今日も六波羅蜜の布施について、特に布施の中の「身施(しんせ)」について学んでみましょう。開祖さまのご著書「菩提の萌を発さしむ」(P214)では、次のように教えてくださっています。
「身施」は体を使ってする布施です。その気持ちさえあれば、だれでもできる大切な布施です。電車やバスのなかでお年寄りに席を譲ってあげるのもそうですし、街で道を聞いた人をわかりやすいところまで案内してあげるのもそうです。もっとはっきりした意図をもってする、さまざまな奉仕活動ともなれば、さらに価値の高い「身施」です。

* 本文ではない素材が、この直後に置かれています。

use std::cell::{Ref, RefCell, RefMut};
use std::collections::HashMap;
use std::rc::Rc;
use std::time::Duration;

use super::{
    CommandDispatcher, Entity, EntityData, EntityId, EntityStore, Geometry, Host, HostError,
    LogSink, LogStyle, Point, Settings, SysVarValue,
};

/// Command dispatcher traffic recorded by [`MemoryHost`]
#[derive(Debug, Clone, PartialEq)]
pub enum CommandEvent {
    Execute { name: String, args: Vec<String> },
    Start(String),
    Click(Point),
    Input(String),
    Cancel,
    Settle,
}

/// Everything a [`MemoryHost`] has stored or observed
#[derive(Debug)]
pub struct Drawing {
    pub entities: Vec<Entity>,
    next_id: u64,
    /// Undo checkpoint labels, oldest first
    pub checkpoints: Vec<String>,
    pub redraws: usize,
    pub log: Vec<(String, LogStyle)>,
    pub commands: Vec<CommandEvent>,
    pub vars: HashMap<String, SysVarValue>,
    /// Interleaved record of checkpoints, mutations and redraws
    pub journal: Vec<String>,
}

impl Default for Drawing {
    fn default() -> Self {
        let vars = [
            ("CLAYER", SysVarValue::Text("0".into())),
            ("OSMODE", SysVarValue::Number(0.0)),
            ("SNAPMODE", SysVarValue::Number(0.0)),
            ("GRIDMODE", SysVarValue::Number(0.0)),
            ("ORTHOMODE", SysVarValue::Number(0.0)),
        ]
        .into_iter()
        .map(|(name, value)| (name.to_owned(), value))
        .collect();

        Drawing {
            entities: Vec::new(),
            next_id: 1,
            checkpoints: Vec::new(),
            redraws: 0,
            log: Vec::new(),
            commands: Vec::new(),
            vars,
            journal: Vec::new(),
        }
    }
}

impl Drawing {
    /// Concatenated text of every log line with the given style
    pub fn output(&self, style: LogStyle) -> String {
        self.log
            .iter()
            .filter(|(_, s)| *s == style)
            .map(|(text, _)| text.as_str())
            .collect()
    }

    fn checkpoint(&mut self, label: &str) {
        self.checkpoints.push(label.to_owned());
        self.journal.push(format!("checkpoint {label}"));
    }
}

/// In-memory host. Clones share the same [`Drawing`], so a test or an embedding
/// UI can keep a handle while the interpreter owns another.
#[derive(Debug, Clone, Default)]
pub struct MemoryHost {
    state: Rc<RefCell<Drawing>>,
}

impl MemoryHost {
    pub fn new() -> Self {
        Self::default()
    }

    pub fn drawing(&self) -> Ref<'_, Drawing> {
        self.state.borrow()
    }

    pub fn drawing_mut(&self) -> RefMut<'_, Drawing> {
        self.state.borrow_mut()
    }
}

impl EntityStore for MemoryHost {
    fn get(&self, id: EntityId) -> Option<Entity> {
        self.state
            .borrow()
            .entities
            .iter()
            .find(|e| e.id == id)
            .cloned()
    }

    fn add(&mut self, data: EntityData, skip_undo: bool) -> EntityId {
        let mut drawing = self.state.borrow_mut();
        if !skip_undo {
            drawing.checkpoint("add");
        }
        let id = EntityId(drawing.next_id);
        drawing.next_id += 1;
        drawing.entities.push(Entity {
            id,
            layer: data.layer,
            shape: data.shape,
        });
        drawing.journal.push(format!("add {}", id.0));
        id
    }

    fn update(&mut self, id: EntityId, data: EntityData, skip_undo: bool) -> Result<(), HostError> {
        let mut drawing = self.state.borrow_mut();
        if !drawing.entities.iter().any(|e| e.id == id) {
            return Err(HostError::new(format!("no entity with id {}", id.0)));
        }
        if !skip_undo {
            drawing.checkpoint("update");
        }
        if let Some(entity) = drawing.entities.iter_mut().find(|e| e.id == id) {
            entity.layer = data.layer;
            entity.shape = data.shape;
        }
        drawing.journal.push(format!("update {}", id.0));
        Ok(())
    }

    fn remove(&mut self, id: EntityId, skip_undo: bool) -> Result<(), HostError> {
        let mut drawing = self.state.borrow_mut();
        let Some(index) = drawing.entities.iter().position(|e| e.id == id) else {
            return Err(HostError::new(format!("no entity with id {}", id.0)));
        };
        if !skip_undo {
            drawing.checkpoint("remove");
        }
        drawing.entities.remove(index);
        drawing.journal.push(format!("remove {}", id.0));
        Ok(())
    }

    fn remove_many(&mut self, ids: &[EntityId], skip_undo: bool) {
        let mut drawing = self.state.borrow_mut();
        if !skip_undo {
            drawing.checkpoint("remove");
        }
        let mut removed = Vec::new();
        drawing.entities.retain(|e| {
            let keep = !ids.contains(&e.id);
            if !keep {
                removed.push(e.id);
            }
            keep
        });
        for id in removed {
            drawing.journal.push(format!("remove {}", id.0));
        }
    }

    fn save_undo_checkpoint(&mut self, label: &str) {
        self.state.borrow_mut().checkpoint(label);
    }

    fn ids(&self) -> Vec<EntityId> {
        self.state.borrow().entities.iter().map(|e| e.id).collect()
    }
}

impl CommandDispatcher for MemoryHost {
    fn execute(&mut self, name: &str, args: &[String]) -> Result<(), HostError> {
        if name.is_empty() {
            return Err(HostError::new("empty command name"));
        }
        self.state.borrow_mut().commands.push(CommandEvent::Execute {
            name: name.to_owned(),
            args: args.to_vec(),
        });
        Ok(())
    }

    fn start_command(&mut self, name: &str) -> Result<(), HostError> {
        if name.is_empty() {
            return Err(HostError::new("empty command name"));
        }
        self.state
            .borrow_mut()
            .commands
            .push(CommandEvent::Start(name.to_owned()));
        Ok(())
    }

    fn handle_click(&mut self, point: Point) {
        self.state
            .borrow_mut()
            .commands
            .push(CommandEvent::Click(point));
    }

    fn handle_input(&mut self, text: &str) {
        self.state
            .borrow_mut()
            .commands
            .push(CommandEvent::Input(text.to_owned()));
    }

    fn cancel_command(&mut self) {
        self.state.borrow_mut().commands.push(CommandEvent::Cancel);
    }

    fn settle(&mut self, _pacing: Duration) {
        self.state.borrow_mut().commands.push(CommandEvent::Settle);
    }
}

impl Geometry for MemoryHost {}

impl Settings for MemoryHost {
    fn get_var(&self, name: &str) -> Option<SysVarValue> {
        self.state.borrow().vars.get(name).cloned()
    }

    fn set_var(&mut self, name: &str, value: SysVarValue) -> Result<(), HostError> {
        self.state.borrow_mut().vars.insert(name.to_owned(), value);
        Ok(())
    }
}

impl LogSink for MemoryHost {
    fn log(&mut self, text: &str, style: LogStyle) {
        self.state.borrow_mut().log.push((text.to_owned(), style));
    }
}

impl Host for MemoryHost {
    fn request_redraw(&mut self) {
        let mut drawing = self.state.borrow_mut();
        drawing.redraws += 1;
        drawing.journal.push("redraw".into());
    }
}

そうした「身施」の典型ともいうべき実践者は、1979年度のノーベル平和賞受賞者のマザー・テレサでしょう。彼女は、インドのカルカッタ(現・コルカタ)の路上で生活している孤児や、死にゆく人びとに救いを与えることに生涯をささげておられます(平成9年に逝去)。
それも、最初から大きな仕事をしようと考えられたのではなく、目の前にいる一人を助けることから始められたのです。マザー・テレサはこういっています。「私は、ある人の世話をします。そして、もしできるなら、ほかのもう一人の世話をします」と。そうしているうちに、いつしか九千人もの孤児を救われたのです。
そういった行為が、深い信仰に裏付けられていることも忘れてはなりません。マザー・テレサはこうもいっています。「キリストは目に見えませんから、キリスト自身に愛をささげることはできません。でも、人間は目に見えます。ですから、もしキリストが目の前にいらしたら、してさしあげたいと思うことを、その人たちにするのです」と。
もちろん、「身施」というものは、マザー・テレサのような聖者でなくても、ごくふつうの人にもできるのです。(中略)
立正佼成会では、この「身施」をとても大事に考え、その実践に力を入れています。教会道場のいろいろな当番もそうですし、街の清掃や、途上国への援助のための奉仕活動もそうです。
そんな仕事を一心にやっていますと、雑念がなくなります。心がきれいになるのです。ですから、長年の慢性病などがいつしか治ってしまう例が、数え切れないほどあります。これは、科学的には心身医学がその理由を証明していますが、私はそれと同時に仏さまのご加護によるものであると思うのです。人のために奉仕することは、仏さまがいちばん喜ばれることだからです。
まず、目の前の人に喜んでもらえるように一所懸命に取り組むことも、「布施行」の中の「身施」になるのですね。
今回は、目の前の人(家族や職場の方、出会う人)に喜んでもらえるように、自分のできることに真心込めて取り組んでいきましょう。
次回までよろしくお願いします。